Indigo Snakes need room to roam. An adult needs several hundred acres of brush, with access to water, to subsist. It roams about its territory going from abandoned armadillo burrow to burrow hunting for anything smaller than itself. When it encounters a rodent, a frog, a bird, even another snake, it overpowers it with its strength. The indigo holds down the prey with a coil of its body, but it cannot constrict. It just proceeds to grab the prey with its jaws and shakes it. Then it swallows. No need for venom or constrictor muscles. It is just a big, strong snake.
South Texas ranchers and farmers like the Indigo Snake. It so frequently feeds on rattlesnakes, that it can control that poisonous snake population. South Texans in the know have an adage: “If it’s indigo, let it go.” I like this approach to the Indigo Snake. In fact, I like this approach for all snakes.
A Texas Indigo Snake is indigo-colored on its dorsal side, but can be anything from cloudy orange to pale blue-gray underneath. There is usually some patterning on the head and neck as well. Juveniles look quite different. A young indigo may be two feet long at hatching, so you may think it is older than it is. Young ones are spotted with white and sometimes orange. Indigos don’t acquire that full blue-black coloration until adulthood.

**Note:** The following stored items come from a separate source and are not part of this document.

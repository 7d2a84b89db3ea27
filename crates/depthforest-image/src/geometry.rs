//! Pixel coordinates and depth-scaled offsets.

use std::fmt;

/// A pixel coordinate inside (or outside) a depth image.
///
/// Coordinates are signed so that offset probes may land outside the image;
/// depth lookups treat such probes as background.
#[derive(Debug, Clone, Copy, PartialEq, Eq, Hash)]
pub struct PixelInfo {
    /// Column.
    pub x: i64,
    /// Row.
    pub y: i64,
}

impl PixelInfo {
    /// Create a pixel coordinate.
    #[must_use]
    pub fn new(x: i64, y: i64) -> Self {
        Self { x, y }
    }

    /// Apply `offset` scaled by the inverse of `depth`, rounding to the
    /// nearest pixel.
    ///
    /// `depth` must be strictly positive. Shifts that exceed the `i64` range
    /// saturate, so a tiny depth sends the probe far outside any image.
    #[must_use]
    pub fn offset_by(self, offset: Offset, depth: f64) -> Self {
        debug_assert!(depth > 0.0, "offset scaling requires positive depth");
        Self {
            x: self.x.saturating_add((offset.dx / depth).round() as i64),
            y: self.y.saturating_add((offset.dy / depth).round() as i64),
        }
    }
}

impl fmt::Display for PixelInfo {
    fn fmt(&self, f: &mut fmt::Formatter<'_>) -> fmt::Result {
        write!(f, "({}, {})", self.x, self.y)
    }
}

/// A two-dimensional probe offset in depth-normalized pixel units.
#[derive(Debug, Clone, Copy, PartialEq, Default)]
pub struct Offset {
    /// Horizontal component.
    pub dx: f64,
    /// Vertical component.
    pub dy: f64,
}

impl Offset {
    /// Create an offset.
    #[must_use]
    pub fn new(dx: f64, dy: f64) -> Self {
        Self { dx, dy }
    }
}
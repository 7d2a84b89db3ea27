//! Randomized split search with fork-join evaluation.

use std::ops::Range;

use depthforest_image::{ImagePool, Offset, Sample};
use rand::Rng;
use rayon::prelude::*;
use tracing::trace;

use crate::config::{NumRange, TrainingParams};
use crate::gain::information_gain;
use crate::split::SplitCandidate;

/// The best candidate found by a split search, with its information gain.
#[derive(Debug, Clone, Copy, PartialEq)]
pub struct BestSplit {
    /// Winning candidate.
    pub candidate: SplitCandidate,
    /// Its information gain over the searched range.
    pub gain: f64,
}

fn draw(range: NumRange, rng: &mut impl Rng) -> f64 {
    rng.gen_range(range.start..=range.end)
}

fn draw_offset(range: NumRange, rng: &mut impl Rng) -> Offset {
    let dx = draw(range, rng);
    let dy = draw(range, rng);
    Offset::new(dx, dy)
}

/// Generate `offset_num × threshold_num` candidates in a fixed order.
///
/// For each offset pair, `threshold_num` thresholds are drawn. All draws come
/// from `rng` sequentially, so the list is reproducible for a given seed.
pub(crate) fn generate_candidates(
    params: &TrainingParams,
    rng: &mut impl Rng,
) -> Vec<SplitCandidate> {
    let mut candidates = Vec::with_capacity(params.candidates_per_node());
    for _ in 0..params.offset_num {
        let u = draw_offset(params.offset_range, rng);
        let v = draw_offset(params.offset_range, rng);
        for _ in 0..params.threshold_num {
            let threshold = draw(params.threshold_range, rng);
            candidates.push(SplitCandidate::new(u, v, threshold));
        }
    }
    candidates
}

/// First maximum of a non-empty batch. Later candidates must be strictly
/// better to win.
fn best_in_batch(
    batch: &[SplitCandidate],
    parent_entropy: f64,
    samples: &[Sample],
    pool: &ImagePool,
    label_num: usize,
) -> Option<BestSplit> {
    let mut best: Option<BestSplit> = None;
    for candidate in batch {
        let gain = information_gain(candidate, parent_entropy, samples, pool, label_num);
        if best.is_none_or(|b| gain > b.gain) {
            best = Some(BestSplit {
                candidate: *candidate,
                gain,
            });
        }
    }
    best
}

/// Cut `0..n` into `min(workers, n)` contiguous, non-empty batches whose
/// sizes differ by at most one. The first `n % batches` batches are larger.
pub(crate) fn batch_ranges(n: usize, workers: usize) -> Vec<Range<usize>> {
    let batches = workers.clamp(1, n.max(1));
    let (base, extra) = (n / batches, n % batches);
    let mut start = 0;
    (0..batches)
        .map(|i| {
            let end = start + base + usize::from(i < extra);
            let range = start..end;
            start = end;
            range
        })
        .collect()
}

/// Evaluate `candidates` over `samples` in `workers` parallel batches and
/// return the candidate with the highest information gain.
///
/// Candidates are cut into `min(workers, candidates.len())` contiguous
/// batches. Each batch reports exactly one local winner; winners are then
/// reduced in batch order, so among equal gains the earliest generated
/// candidate wins regardless of thread scheduling.
///
/// Returns `None` only when `candidates` is empty.
pub fn find_best_split(
    candidates: &[SplitCandidate],
    parent_entropy: f64,
    samples: &[Sample],
    pool: &ImagePool,
    label_num: usize,
    workers: usize,
) -> Option<BestSplit> {
    if candidates.is_empty() {
        return None;
    }
    let winners: Vec<BestSplit> = batch_ranges(candidates.len(), workers)
        .into_par_iter()
        .map(|range| {
            best_in_batch(&candidates[range], parent_entropy, samples, pool, label_num)
                .unwrap_or_else(|| unreachable!("search batches are never empty"))
        })
        .collect();

    trace!(n_batches = winners.len(), "split search batches joined");

    winners.into_iter().reduce(|best, next| if next.gain > best.gain { next } else { best })
}

/// Generate candidates for one node and search them.
pub(crate) fn search_node(
    params: &TrainingParams,
    parent_entropy: f64,
    samples: &[Sample],
    pool: &ImagePool,
    rng: &mut impl Rng,
) -> Option<BestSplit> {
    let candidates = generate_candidates(params, rng);
    find_best_split(
        &candidates,
        parent_entropy,
        samples,
        pool,
        params.label_num,
        params.search_workers,
    )
}
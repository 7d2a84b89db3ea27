//! In-memory pool of training images.

use std::path::Path;

use tracing::{info, instrument};

use crate::image::DepthImage;
use crate::reader::ImageReader;
use crate::ImageError;

/// Depth images indexed by image id.
///
/// Shared read-only by every tree during training.
#[derive(Debug, Clone, Default)]
pub struct ImagePool {
    images: Vec<DepthImage>,
}

impl ImagePool {
    /// Wrap already-decoded images. Image `i` gets id `i`.
    #[must_use]
    pub fn from_images(images: Vec<DepthImage>) -> Self {
        Self { images }
    }

    /// Load images `0..count` from `dir`.
    ///
    /// # Errors
    ///
    /// Returns [`ImageError::EmptyPool`] when `count` is zero, or the first
    /// [`ImageReader`] error encountered.
    #[instrument(fields(dir = %dir.display()))]
    pub fn load(dir: &Path, count: usize) -> Result<Self, ImageError> {
        if count == 0 {
            return Err(ImageError::EmptyPool);
        }
        let reader = ImageReader::new(dir);
        let images = (0..count)
            .map(|id| reader.read(id))
            .collect::<Result<Vec<_>, _>>()?;
        let labeled: usize = images.iter().map(DepthImage::labeled_count).sum();
        info!(n_images = images.len(), labeled_pixels = labeled, "image pool loaded");
        Ok(Self { images })
    }

    /// Image with the given id.
    ///
    /// # Panics
    ///
    /// Panics if `id` is out of range; sample ids are produced by the pool
    /// itself, so an unknown id is a programming error.
    #[must_use]
    pub fn get(&self, id: usize) -> &DepthImage {
        &self.images[id]
    }

    /// Number of images.
    #[must_use]
    pub fn len(&self) -> usize {
        self.images.len()
    }

    /// Whether the pool holds no image.
    #[must_use]
    pub fn is_empty(&self) -> bool {
        self.images.is_empty()
    }

    /// Iterate over images in id order.
    pub fn iter(&self) -> impl Iterator<Item = &DepthImage> {
        self.images.iter()
    }
}

#[cfg(test)]
mod tests {
    use super::ImagePool;
    use crate::reader::write_image;
    use crate::{DepthImage, ImageError};
    use tempfile::TempDir;

    fn tiny(depth: f64, label: usize) -> DepthImage {
        DepthImage::new(2, 1, vec![depth, depth], vec![Some(label), None]).unwrap()
    }

    #[test]
    fn load_reads_images_in_id_order() {
        let dir = TempDir::new().unwrap();
        write_image(dir.path(), 0, &tiny(1.0, 0)).unwrap();
        write_image(dir.path(), 1, &tiny(2.0, 1)).unwrap();
        let pool = ImagePool::load(dir.path(), 2).unwrap();
        assert_eq!(pool.len(), 2);
        assert_eq!(pool.get(1), &tiny(2.0, 1));
    }

    #[test]
    fn load_fails_on_missing_image() {
        let dir = TempDir::new().unwrap();
        write_image(dir.path(), 0, &tiny(1.0, 0)).unwrap();
        let err = ImagePool::load(dir.path(), 2).unwrap_err();
        assert!(matches!(err, ImageError::FileNotFound { .. }));
    }

    #[test]
    fn load_zero_images_is_error() {
        let dir = TempDir::new().unwrap();
        assert!(matches!(
            ImagePool::load(dir.path(), 0),
            Err(ImageError::EmptyPool)
        ));
    }
}
//! End-to-end integration tests: CSV images -> train -> tree files -> reload -> evaluate.

use std::fs;
use std::path::Path;

use depthforest_image::{DepthImage, write_image};
use depthforest_rf::{NumRange, RandomForest, RfError, TrainingParams, tree_file_name};
use tempfile::TempDir;

const WIDTH: usize = 61;
const HEIGHT: usize = 31;

/// Horizontal ramp with a labeled centre window, rising or falling in x.
fn ramp(rising: bool, label: usize) -> DepthImage {
    let mut depth = Vec::with_capacity(WIDTH * HEIGHT);
    let mut labels = Vec::with_capacity(WIDTH * HEIGHT);
    for y in 0..HEIGHT {
        for x in 0..WIDTH {
            let step = if rising { x } else { WIDTH - 1 - x };
            depth.push(2.0 + 0.01 * step as f64);
            let in_window = (20..=40).contains(&x) && (10..=20).contains(&y);
            labels.push(in_window.then_some(label));
        }
    }
    DepthImage::new(WIDTH, HEIGHT, depth, labels).unwrap()
}

fn write_images(dir: &Path) {
    write_image(dir, 0, &ramp(true, 0)).unwrap();
    write_image(dir, 1, &ramp(false, 1)).unwrap();
}

fn params(img_dir: &Path, tree_num: usize) -> TrainingParams {
    TrainingParams::new(tree_num)
        .unwrap()
        .with_label_num(2)
        .with_img_num(2)
        .with_train_img_num(2)
        .with_img_dir(img_dir)
        .with_sample_pixel_num(1000)
        .with_max_depth(6)
        .with_offset_num(20)
        .with_threshold_num(1)
        .with_offset_range(NumRange::new(-10.0, 10.0))
        .with_threshold_range(NumRange::new(0.0, 0.0))
        .with_seed(7)
}

#[test]
fn train_save_reload_evaluate() {
    let images = TempDir::new().unwrap();
    write_images(images.path());

    let cfg = params(images.path(), 4);
    let forest = RandomForest::train(&cfg).unwrap();
    assert_eq!(forest.n_trees(), 4);
    for summary in forest.tree_summaries() {
        assert_eq!(summary.n_leaves, 2);
    }

    let out = TempDir::new().unwrap();
    let forest_dir = out.path().join("forest");
    forest.write_forest(&forest_dir).unwrap();
    cfg.save_json(forest_dir.join("params.json")).unwrap();

    let reloaded_cfg = TrainingParams::load_json(forest_dir.join("params.json")).unwrap();
    assert_eq!(reloaded_cfg, cfg);

    let loaded = RandomForest::load_forest(cfg.tree_num(), cfg.label_num(), &forest_dir).unwrap();
    assert_eq!(loaded.trees(), forest.trees());

    for image in [ramp(true, 0), ramp(false, 1)] {
        for (pixel, _) in image.labeled_pixels() {
            assert_eq!(loaded.predict(&image, pixel), forest.predict(&image, pixel));
        }
        assert_eq!(loaded.test_classification(&image).unwrap(), 1.0);
        let cm = loaded.evaluate_image(&image).unwrap();
        assert_eq!(cm.accuracy(), 1.0);
    }
}

#[test]
fn training_from_disk_is_reproducible() {
    let images = TempDir::new().unwrap();
    write_images(images.path());
    let cfg = params(images.path(), 3).with_threshold_num(2);

    let a = RandomForest::train(&cfg).unwrap();
    let b = RandomForest::train(&cfg).unwrap();

    let dir_a = TempDir::new().unwrap();
    let dir_b = TempDir::new().unwrap();
    a.write_forest(dir_a.path()).unwrap();
    b.write_forest(dir_b.path()).unwrap();
    for i in 0..3 {
        let name = tree_file_name(i);
        assert_eq!(
            fs::read_to_string(dir_a.path().join(&name)).unwrap(),
            fs::read_to_string(dir_b.path().join(&name)).unwrap()
        );
    }
}

#[test]
fn missing_image_fails_training() {
    let images = TempDir::new().unwrap();
    write_image(images.path(), 0, &ramp(true, 0)).unwrap();
    let err = RandomForest::train(&params(images.path(), 1)).unwrap_err();
    assert!(matches!(err, RfError::Image(_)));
}

#[test]
fn corrupted_tree_file_fails_load() {
    let images = TempDir::new().unwrap();
    write_images(images.path());
    let forest = RandomForest::train(&params(images.path(), 2)).unwrap();

    let out = TempDir::new().unwrap();
    forest.write_forest(out.path()).unwrap();
    let path = out.path().join(tree_file_name(1));
    let text = fs::read_to_string(&path).unwrap();
    fs::write(&path, text.replacen("L ", "Q ", 1)).unwrap();

    let err = RandomForest::load_forest(2, 2, out.path()).unwrap_err();
    assert!(matches!(err, RfError::MalformedTree { .. }));
}
use std::path::PathBuf;

use depthforest_image::ImageError;

/// Errors from depth forest training, evaluation, and persistence.
#[derive(Debug, thiserror::Error)]
pub enum RfError {
    /// Returned when tree_num is zero.
    #[error("tree_num must be at least 1, got {tree_num}")]
    InvalidTreeCount {
        /// The invalid tree_num value provided.
        tree_num: usize,
    },

    /// Returned when label_num is zero.
    #[error("label_num must be at least 1, got {label_num}")]
    InvalidLabelCount {
        /// The invalid label_num value provided.
        label_num: usize,
    },

    /// Returned when img_num or train_img_num is zero, or train_img_num exceeds img_num.
    #[error("train_img_num must be in [1, img_num = {img_num}], got {train_img_num}")]
    InvalidImageCount {
        /// Total number of images available.
        img_num: usize,
        /// Number of images requested per tree.
        train_img_num: usize,
    },

    /// Returned when the image directory path is empty.
    #[error("image directory path is empty")]
    EmptyImageDir,

    /// Returned when a per-node or per-image count parameter is zero.
    #[error("{name} must be at least 1, got 0")]
    ZeroCount {
        /// Name of the offending parameter.
        name: &'static str,
    },

    /// Returned when a random generation range is inverted or non-finite.
    #[error("{name} must be a finite range with start <= end, got [{start}, {end}]")]
    InvalidRange {
        /// Name of the offending parameter.
        name: &'static str,
        /// Range start.
        start: f64,
        /// Range end.
        end: f64,
    },

    /// Returned when a training pixel carries a label outside `[0, label_num)`.
    #[error("image {image_id} has label {label}, but label_num is {label_num}")]
    LabelOutOfRange {
        /// Image containing the offending pixel.
        image_id: usize,
        /// The offending label.
        label: usize,
        /// Configured number of labels.
        label_num: usize,
    },

    /// Returned when a tree's sampled training set has no labeled pixel.
    #[error("tree {tree_id} sampled zero labeled pixels")]
    EmptyTrainingSet {
        /// Index of the tree being trained.
        tree_id: usize,
    },

    /// Returned when the image pool has fewer images than img_num.
    #[error("image pool has {available} images, img_num requires {img_num}")]
    PoolTooSmall {
        /// Images in the pool.
        available: usize,
        /// Configured image count.
        img_num: usize,
    },

    /// Returned when an evaluated image has no ground-truth label at all.
    #[error("image has no labeled pixels")]
    NoLabeledPixels,

    /// Returned when an evaluated image carries a label the forest does not know.
    #[error("label {label} is outside [0, {label_num})")]
    UnknownLabel {
        /// The offending label.
        label: usize,
        /// Number of labels the forest was trained with.
        label_num: usize,
    },

    /// Returned when an image cannot be loaded.
    #[error(transparent)]
    Image(#[from] ImageError),

    /// Returned when creating the forest directory or writing a tree file fails.
    #[error("failed to write tree to {path}")]
    WriteTree {
        /// Path to the file that could not be written.
        path: PathBuf,
        /// The underlying I/O error.
        source: std::io::Error,
    },

    /// Returned when reading a tree file fails.
    #[error("failed to read tree from {path}")]
    ReadTree {
        /// Path to the file that could not be read.
        path: PathBuf,
        /// The underlying I/O error.
        source: std::io::Error,
    },

    /// Returned when a tree record cannot be decoded.
    #[error("malformed tree record in {path} at line {line}: {reason}")]
    MalformedTree {
        /// Path to the tree file.
        path: PathBuf,
        /// One-based line number of the offending record.
        line: usize,
        /// Human-readable description of the problem.
        reason: String,
    },

    /// Returned when a tree file ends while split nodes still wait for children.
    #[error("tree file {path} ended with {pending} split node(s) missing children")]
    UnexpectedEndOfTree {
        /// Path to the tree file.
        path: PathBuf,
        /// Number of unfinished split nodes.
        pending: usize,
    },

    /// Returned when a tree file contains no record.
    #[error("tree file {path} is empty")]
    EmptyTree {
        /// Path to the tree file.
        path: PathBuf,
    },

    /// Returned when a training parameter file cannot be read or written.
    #[error("failed to access training parameters at {path}")]
    ParamsIo {
        /// Path to the parameter file.
        path: PathBuf,
        /// The underlying I/O error.
        source: std::io::Error,
    },

    /// Returned when a training parameter file is not valid JSON for [`TrainingParams`](crate::TrainingParams).
    #[error("invalid training parameters in {path}")]
    ParamsFormat {
        /// Path to the parameter file.
        path: PathBuf,
        /// The underlying serde_json error.
        source: serde_json::Error,
    },
}
use crate::split::SplitCandidate;

/// A node of a depth decision tree.
///
/// Each split exclusively owns its two children, so a tree is acyclic by
/// construction and dropping the root drops the whole tree.
#[derive(Debug, Clone, PartialEq)]
pub enum Node {
    /// An interior split node.
    Split {
        /// Distance from the root.
        depth: usize,
        /// Test routing samples to `left` or `right`.
        candidate: SplitCandidate,
        /// Subtree for samples whose feature is below the threshold.
        left: Box<Node>,
        /// Subtree for the remaining samples.
        right: Box<Node>,
    },
    /// A terminal leaf node.
    Leaf {
        /// Distance from the root.
        depth: usize,
        /// Label probability distribution, one entry per label, summing to 1.
        distribution: Vec<f64>,
    },
}

impl Node {
    /// Return the depth of this node.
    #[must_use]
    pub fn depth(&self) -> usize {
        match self {
            Node::Split { depth, .. } | Node::Leaf { depth, .. } => *depth,
        }
    }

    /// Return `true` if this node is a leaf.
    #[must_use]
    pub fn is_leaf(&self) -> bool {
        matches!(self, Node::Leaf { .. })
    }

    /// Iterate over this subtree in pre-order: node, left subtree, right subtree.
    pub fn preorder(&self) -> Preorder<'_> {
        Preorder { stack: vec![self] }
    }

    /// Node count, leaf count, and deepest leaf of this subtree.
    #[must_use]
    pub fn summary(&self) -> TreeSummary {
        self.preorder().fold(TreeSummary::default(), |mut acc, node| {
            acc.n_nodes += 1;
            if node.is_leaf() {
                acc.n_leaves += 1;
                acc.max_depth = acc.max_depth.max(node.depth());
            }
            acc
        })
    }
}

/// Pre-order iterator over a subtree. See [`Node::preorder`].
#[derive(Debug)]
pub struct Preorder<'a> {
    stack: Vec<&'a Node>,
}

impl<'a> Iterator for Preorder<'a> {
    type Item = &'a Node;

    fn next(&mut self) -> Option<Self::Item> {
        let node = self.stack.pop()?;
        if let Node::Split { left, right, .. } = node {
            self.stack.push(right);
            self.stack.push(left);
        }
        Some(node)
    }
}

/// Shape statistics of one tree.
#[derive(Debug, Clone, Copy, Default, PartialEq, Eq)]
pub struct TreeSummary {
    /// Total number of nodes.
    pub n_nodes: usize,
    /// Number of leaves.
    pub n_leaves: usize,
    /// Depth of the deepest leaf.
    pub max_depth: usize,
}
//! Synthetic depth images shared by unit tests.

use depthforest_image::{DepthImage, ImagePool};

use crate::config::{NumRange, TrainingParams};

pub(crate) const WIDTH: usize = 61;
pub(crate) const HEIGHT: usize = 31;

/// Whether `(x, y)` lies in the labeled centre window.
///
/// Probes from the window with offsets in [-10, 10] stay inside the image.
pub(crate) fn in_window(x: usize, y: usize) -> bool {
    (20..=40).contains(&x) && (10..=20).contains(&y)
}

/// Horizontal depth ramp around 2.3, rising left to right when `rising`.
///
/// With threshold 0, any offset pair whose rounded x-shifts differ sends
/// every rising pixel to one side and every falling pixel to the other.
pub(crate) fn ramp(rising: bool, label: impl Fn(usize, usize) -> usize) -> DepthImage {
    let mut depth = Vec::with_capacity(WIDTH * HEIGHT);
    let mut labels = Vec::with_capacity(WIDTH * HEIGHT);
    for y in 0..HEIGHT {
        for x in 0..WIDTH {
            let step = if rising { x } else { WIDTH - 1 - x };
            depth.push(2.0 + 0.01 * step as f64);
            labels.push(in_window(x, y).then(|| label(x, y)));
        }
    }
    DepthImage::new(WIDTH, HEIGHT, depth, labels).unwrap()
}

/// Image 0 rises and is all label 0; image 1 falls and is all label 1.
pub(crate) fn separable_pool() -> ImagePool {
    ImagePool::from_images(vec![ramp(true, |_, _| 0), ramp(false, |_, _| 1)])
}

/// Parameters matched to [`separable_pool`].
pub(crate) fn separable_params(tree_num: usize) -> TrainingParams {
    TrainingParams::new(tree_num)
        .unwrap()
        .with_label_num(2)
        .with_img_num(2)
        .with_train_img_num(2)
        .with_sample_pixel_num(60)
        .with_max_depth(8)
        .with_min_sample_count(1)
        .with_offset_num(20)
        .with_threshold_num(1)
        .with_offset_range(NumRange::new(-10.0, 10.0))
        .with_threshold_range(NumRange::new(0.0, 0.0))
        .with_seed(42)
}
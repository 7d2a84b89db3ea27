//! Label distributions, Shannon entropy, and information gain.

use depthforest_image::{ImagePool, Sample};

use crate::split::{Side, SplitCandidate};

/// Count label occurrences. Labels must be `< label_num`.
#[must_use]
pub(crate) fn label_counts(samples: &[Sample], label_num: usize) -> Vec<usize> {
    let mut counts = vec![0usize; label_num];
    for s in samples {
        counts[s.label] += 1;
    }
    counts
}

/// Normalize counts into probabilities.
fn normalize(counts: &[usize], total: usize) -> Vec<f64> {
    let n = total as f64;
    counts.iter().map(|&c| c as f64 / n).collect()
}

/// Normalized label distribution of `samples`.
///
/// Callers never request the distribution of an empty range.
#[must_use]
pub fn label_distribution(samples: &[Sample], label_num: usize) -> Vec<f64> {
    debug_assert!(!samples.is_empty(), "label distribution of an empty range");
    normalize(&label_counts(samples, label_num), samples.len())
}

/// Shannon entropy in bits: `-Σ p·log2(p)` over labels with `p > 0`.
///
/// Lies in `[0, log2(distribution.len())]`.
#[must_use]
pub fn entropy(distribution: &[f64]) -> f64 {
    -distribution
        .iter()
        .filter(|&&p| p > 0.0)
        .map(|&p| p * p.log2())
        .sum::<f64>()
}

fn entropy_of_counts(counts: &[usize], total: usize) -> f64 {
    if total == 0 {
        return 0.0;
    }
    entropy(&normalize(counts, total))
}

/// Information gain of splitting `samples` with `candidate`.
///
/// The split is evaluated without moving any sample. Returns exactly `0.0`
/// when either side would be empty, and never a negative value.
#[must_use]
pub fn information_gain(
    candidate: &SplitCandidate,
    parent_entropy: f64,
    samples: &[Sample],
    pool: &ImagePool,
    label_num: usize,
) -> f64 {
    let mut left = vec![0usize; label_num];
    let mut right = vec![0usize; label_num];
    for s in samples {
        match candidate.classify(pool, s) {
            Side::Left => left[s.label] += 1,
            Side::Right => right[s.label] += 1,
        }
    }

    let n_left: usize = left.iter().sum();
    let n_right: usize = right.iter().sum();
    if n_left == 0 || n_right == 0 {
        return 0.0;
    }

    let n = samples.len() as f64;
    let gain = parent_entropy
        - (n_left as f64 / n) * entropy_of_counts(&left, n_left)
        - (n_right as f64 / n) * entropy_of_counts(&right, n_right);
    gain.max(0.0)
}
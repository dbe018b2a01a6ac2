use crate::core::{Result, TextFields, Transform};
use async_trait::async_trait;
use std::marker::PhantomData;

/// Returns a copy of the record with every text attribute uppercased.
pub struct UppercaseTransform<T> {
    _record: PhantomData<fn() -> T>,
}

impl<T> UppercaseTransform<T> {
    pub fn new() -> Self {
        Self {
            _record: PhantomData,
        }
    }
}

impl<T> Default for UppercaseTransform<T> {
    fn default() -> Self {
        Self::new()
    }
}

#[async_trait]
impl<T> Transform<T, T> for UppercaseTransform<T>
where
    T: TextFields + Clone + Send + Sync,
{
    async fn transform(&self, item: &T) -> Result<T> {
        let mut out = item.clone();
        for field in out.text_fields_mut() {
            *field = field.to_uppercase();
        }
        Ok(out)
    }
}
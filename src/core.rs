pub mod error;
pub mod record;
pub mod schema;
pub mod traits;

pub use self::error::*;
pub use self::record::*;
pub use self::schema::*;
pub use self::traits::*;
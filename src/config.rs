use crate::core::{BatchError, FieldBindingSpec, InsertStatement, Result};
use crate::step::MalformedPolicy;
use serde::{Deserialize, Serialize};
use std::path::{Path, PathBuf};

/// Everything needed to wire and launch an import job.
#[derive(Debug, Clone, PartialEq, Serialize, Deserialize)]
#[serde(default, deny_unknown_fields)]
pub struct JobConfig {
    pub job_name: String,
    pub step_name: String,
    pub input: PathBuf,
    pub delimiter: char,
    pub field_names: Vec<String>,
    pub lines_to_skip: usize,
    pub comment_prefixes: Vec<String>,
    /// Drop blank lines instead of treating them as malformed.
    pub skip_blank_lines: bool,
    pub chunk_size: usize,
    pub insert_sql: String,
    pub database_url: String,
    /// Script run before the job; the built-in `people` schema when unset.
    pub schema: Option<PathBuf>,
    pub malformed_policy: MalformedPolicy,
}

impl Default for JobConfig {
    fn default() -> Self {
        Self {
            job_name: "importUserJob".to_string(),
            step_name: "step1".to_string(),
            input: PathBuf::from("data/sample-data.csv"),
            delimiter: ',',
            field_names: FieldBindingSpec::default().names().to_vec(),
            lines_to_skip: 0,
            comment_prefixes: vec!["#".to_string()],
            skip_blank_lines: false,
            chunk_size: 10,
            insert_sql: "INSERT INTO people (first_name, last_name) VALUES (:firstName, :lastName)"
                .to_string(),
            database_url: "sqlite::memory:".to_string(),
            schema: None,
            malformed_policy: MalformedPolicy::Fail,
        }
    }
}

impl JobConfig {
    pub fn from_toml_str(text: &str) -> Result<Self> {
        let config: JobConfig = toml::from_str(text)?;
        config.validate()?;
        Ok(config)
    }

    pub fn from_toml_file<P: AsRef<Path>>(path: P) -> Result<Self> {
        let text = std::fs::read_to_string(path)?;
        Self::from_toml_str(&text)
    }

    pub fn validate(&self) -> Result<()> {
        if self.chunk_size == 0 {
            return Err(BatchError::Config("chunk_size must be at least 1".to_string()));
        }
        if !self.delimiter.is_ascii() {
            return Err(BatchError::Config(format!(
                "Delimiter '{}' is not a single-byte character",
                self.delimiter
            )));
        }
        if matches!(self.delimiter, '"' | '\n' | '\r') {
            return Err(BatchError::Config(format!(
                "Delimiter {:?} collides with quoting or line endings",
                self.delimiter
            )));
        }
        self.binding_spec()?;
        InsertStatement::parse(&self.insert_sql)?;
        Ok(())
    }

    pub fn binding_spec(&self) -> Result<FieldBindingSpec> {
        FieldBindingSpec::new(self.field_names.iter().cloned())
    }

    pub fn delimiter_byte(&self) -> u8 {
        self.delimiter as u8
    }
}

Despite continued protection both by the state and the federal government, Indigo Snakes are still threatened. The biggest problem seems to be loss of habitat. They need acres of undeveloped brush to survive. And since they roam over hundreds of acres, they are bound to cross roads. A large snake crossing a road is sure to be run over. This is partly due to our human prejudice against snakes, I’m sure.
Since we humans will probably not stop our continued expansion into wild areas, we must be especially vigilant to not destroy the wildlife that is trying to hang on there. Please, please watch the road ahead of you. Give snakes a brake. Most are harmless, even beneficial. Let them live to add to our wonderful South Texas fauna. You will be glad you did.